Dr. Dobb's Journal October, 2005
Data Crunching: Solving Everyday Problems Using Java, Python, and More
Greg Wilson
Pragmatic Bookshelf, 2005
188 pp., $29.95
ISBN 0974514071
A few weeks ago, a customer handed me some files that I had requested. We had previously agreed upon a convention for storing date information in these files and had decided that every file would include the date as its first line in the format YY-MM-DD, such as 05-06-23. When the files were given to me, however, the first line was in the form DD-Month-YYYY, such as 23-June-2005, and sometimes the file contained a blank line or two before the date. There were hundreds of files, so fixing this problem was too big a job to do by hand, but it wasn't a task that I planned on repeating several times, so it didn't warrant a lengthy design and development cycle.
This type of small data manipulation task falls right into the realm of a recent addition to the Pragmatic BookshelfGreg Wilson's Data Crunching. The book promises a pragmatic look at some of the most useful data-crunching techniques, and its delivery on this promise is stellar. From cover to cover, Data Crunching provides an exceptionally practical look at how to save time and effort when it comes to doing that "other stuff" that seems to creep up on every project. (In the spirit of full disclosure, I need to mention that Greg Wilson is an Adjunct Professor in Computer Science at the University of Toronto, where I am an undergraduate student. In addition, Wilson is a DDJ contributing editor, too.)

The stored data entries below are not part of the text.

#[derive(Debug, thiserror::Error)]
pub enum Error {
    #[error("Websocket error {0}")]
    Websocket(#[from] tokio_tungstenite::tungstenite::Error),

    #[error("Json error: {0}")]
    Json(#[from] serde_json::error::Error),

    #[error("IO Error")]
    IoError(#[from] std::io::Error),

    #[error("Not connected to the streaming tool")]
    NotConnected,

    #[error("Connection closed before a reply arrived")]
    Disconnected,

    #[error("Request replaced by a newer request of the same kind")]
    Superseded,

    #[error("Remote replied with an unexpected payload")]
    UnexpectedResponse,

    #[error("No scene named {0} on the remote")]
    SceneNotFound(String),

    #[error("Remote refused to switch the scene")]
    SwitchRejected,

    #[error("Timed out waiting for the remote")]
    RemoteTimeout,

    #[error("Remote control is disabled in the config")]
    RemoteDisabled,

    #[error("Config file error")]
    ConfigFileError(#[source] std::io::Error),
}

Wilson's clear, concise (and often humorous) writing makes it easy to linearly consume its 188 pages, but the book's examples and structured layout make it equally valuable as a reference text. Wilson dedicates a chapter to each of the most common aspects of data crunchingtext files, regular expressions, XML, binary files, and relational databases. There's also a chapter on unit testing, dates and times, encoding, and other "horseshoe nails" that are described as "apparently trivial things that can bring the whole system crashing down when they go wrong."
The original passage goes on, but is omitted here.